I saved to a pdf to see, and same issue.
HOWEVER, I "saved as" to html, got some notice saying certain characters weren't processed, but a html file was output. When I opened that in Firefox, well whaddayaknow. The letters for all of the fonts were now joined properly, except the devalipi ones!
Any input as to what this issue is, and how I might reliably write in Arabic?
Thanks!
The problem with the letters not being joined is that (AFAIK) NeoJ uses native Mac OS X font-rendering routines, which seem not to support joining Arabic characters in Windows TTFs. Alternatively, I have seen an explanation somewhere which says Windows TTFs are missing some "resource" or marker to enable Apple's routines to properly join them. The exact cause, or which argument is correct, is beyond my knowledge. [Edit: there's a bit more info at this thread in Apple Discussions.]
Using Apple's Arabic fonts (Geeza Pro, DecoType Naskh, Baghdad, etc.), NeoJ has no problem properly joining the letters (at least on 10.3.x).
(OOo X11 does join the letters in the Windows TTFs because it uses FreeType for rendering instead; I imagine something similar is true for Firefox--its cross-platform/Unix background enables it to render Windows Arabic TTFs properly (although Firefox only seems to support Geeza Pro and not any of the other Mac Arabic fonts!). Aside from these two apps, I've yet to find a Mac app which properly joins the letters in Windows TTFs--and these to do it because they're only "partially" native. The price of a nice, OS X-integrated native app is apparently loss of compatability with Windows Arabic TTFs )
Shalkar wrote:
HOWEVER, I "saved as" to html, got some notice saying certain characters weren't processed, but a html file was output.
This is because the default charset for HTML export is set to ISO-8859-1 (at least if the default OS language/locale is US English), and of course Arabic requires ISO-8859-6 (or the DOS or Windows codepages) or UTF-8. In most cases the export will be successful and be rendered by most browsers, but I did once have to change to UTF-8 to make a few of the Turkish letters in an otherwise English document display.
The default charset can be changed in Tools>Options>Load/Save>HTML Compatibility.
I'm not terribly familiar with the Devalipi fonts (I recognize the name, but don't have them--are they free/shareware?); it's possible that they have a "Mac only" encoding that NeoJ can handle since it uses Apple's routines but Firefox cannot. What happens when you load the page in Safari? (You might want to try both with the current page and after re-exporting it with the proper charset selected.)

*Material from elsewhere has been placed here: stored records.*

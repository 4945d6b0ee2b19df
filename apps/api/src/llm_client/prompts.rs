// Shared prompt fragments.
// Each service that needs LLM calls defines its own prompts.rs alongside it.

/// System prompt fragment that keeps the oracle on plain, sectioned text.
pub const PLAIN_TEXT_SYSTEM: &str = "You are a precise financial news editor. \
    Respond in plain text using exactly the section markers you are given. \
    Do NOT wrap the answer in code fences. \
    Do NOT include explanations or apologies.";

/// Instruction appended to every generation prompt to discourage invented facts.
pub const FACTUALITY_INSTRUCTION: &str = "\
    CRITICAL: Only report developments you can attribute to an official publication \
    (press release, circular, notification or consultation paper). \
    If you are not certain an update exists, leave it out rather than inventing it.";
//! Test doubles shared by the orchestrator and handler tests.

use std::sync::atomic::{AtomicUsize, Ordering};
use std::sync::Mutex;
use std::time::Duration;

use async_trait::async_trait;
use chrono::{DateTime, Utc};
use uuid::Uuid;

use crate::podcast::generator::{ContentGenerator, GenerationError, PromptSpec};
use crate::podcast::models::{AudioStatus, Category, Episode, Importance, NewEpisode};

pub const SAMPLE_BRIEFING: &str = r#"PODCAST TITLE: "Daily Roundup - Jan 1, 2025"

REGULATORY SUMMARY: SEBI and RBI both tightened disclosure norms this week.

SINGLE EPISODE:
title: "Disclosure rules tighten"
summary: Regulators moved on several fronts at once.
keyPoints:
* **SEBI**: New margin framework for derivatives traders
* **RBI**: Revised KYC norms for payment aggregators
category: sebi
importance: high
"#;

/// Counts calls and returns a canned briefing, or fails when told to.
pub struct FakeGenerator {
    calls: AtomicUsize,
    output: Mutex<Result<String, String>>,
    delay: Duration,
}

impl FakeGenerator {
    pub fn new() -> Self {
        Self::returning(SAMPLE_BRIEFING)
    }

    pub fn returning(text: &str) -> Self {
        Self {
            calls: AtomicUsize::new(0),
            output: Mutex::new(Ok(text.to_string())),
            delay: Duration::ZERO,
        }
    }

    pub fn failing(message: &str) -> Self {
        Self {
            calls: AtomicUsize::new(0),
            output: Mutex::new(Err(message.to_string())),
            delay: Duration::ZERO,
        }
    }

    /// Holds every call open for `delay` so concurrent requests overlap.
    pub fn with_delay(mut self, delay: Duration) -> Self {
        self.delay = delay;
        self
    }

    pub fn calls(&self) -> usize {
        self.calls.load(Ordering::SeqCst)
    }
}

#[async_trait]
impl ContentGenerator for FakeGenerator {
    async fn generate(&self, _spec: &PromptSpec) -> Result<String, GenerationError> {
        self.calls.fetch_add(1, Ordering::SeqCst);
        if !self.delay.is_zero() {
            tokio::time::sleep(self.delay).await;
        }
        let output = self.output.lock().unwrap().clone();
        output.map_err(GenerationError::Failed)
    }
}

pub fn new_episode(language: &str) -> NewEpisode {
    NewEpisode {
        podcast_title: "Daily Regulatory Briefing - Jan 1, 2025".to_string(),
        title: "Margin rules".to_string(),
        summary: "SEBI changed margin rules.".to_string(),
        market_summary: "Markets steady.".to_string(),
        key_points: vec!["New margin framework for derivatives".to_string()],
        sources: vec![],
        category: Category::Sebi,
        importance: Importance::High,
        language: language.to_string(),
        content_date: None,
    }
}

/// A stored-looking episode created at `created_at`.
pub fn episode_at(language: &str, created_at: DateTime<Utc>) -> Episode {
    Episode::materialize(Uuid::new_v4(), new_episode(language), created_at)
}

/// A recent episode whose audio finished.
pub fn episode_with_audio(language: &str) -> Episode {
    let mut episode = episode_at(language, Utc::now());
    episode.audio.status = AudioStatus::Completed;
    episode.audio.url = Some(format!("https://cdn.example.com/{language}.mp3"));
    episode.audio.duration_secs = Some(300);
    episode
}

Hope this helps a little. We have some other members here who, unlike me, are native speakers and are likely more familiar with the quirks of Arabic under Mac OS X....
Smokey
Last edited by sardisson on Thu Nov 04, 2004 4:31 pm; edited 1 time in total
Thanks Smokey for the detailed explanation. I was struggling to explain this.
FYI. I did notice, however, that I introduced a bug in "patch-3" that causes some beginning-form Arabic characters to get swapped with the space immediately preceding it. I have fixed this particular bug and the fix will be in the next Neo/J Alpha 2 patch.
Thanks for the feedback. The html bit makes sense. So do the font-rendering routines section. I would use the Mac Arabic fonts but they do not have certain characters requried in the language I work in, Kazak (similar to uighur and Kirghiz), as far as I know.
I am working too with OO, 1.1.2, using xfree86 and OroboOSX v 0.9, but not Apple's X11 since that doesn't work with 10.2.8. I haven't been successful though with OO to get arabic fonts to work correctly. I'll head over to those forums to cast for help.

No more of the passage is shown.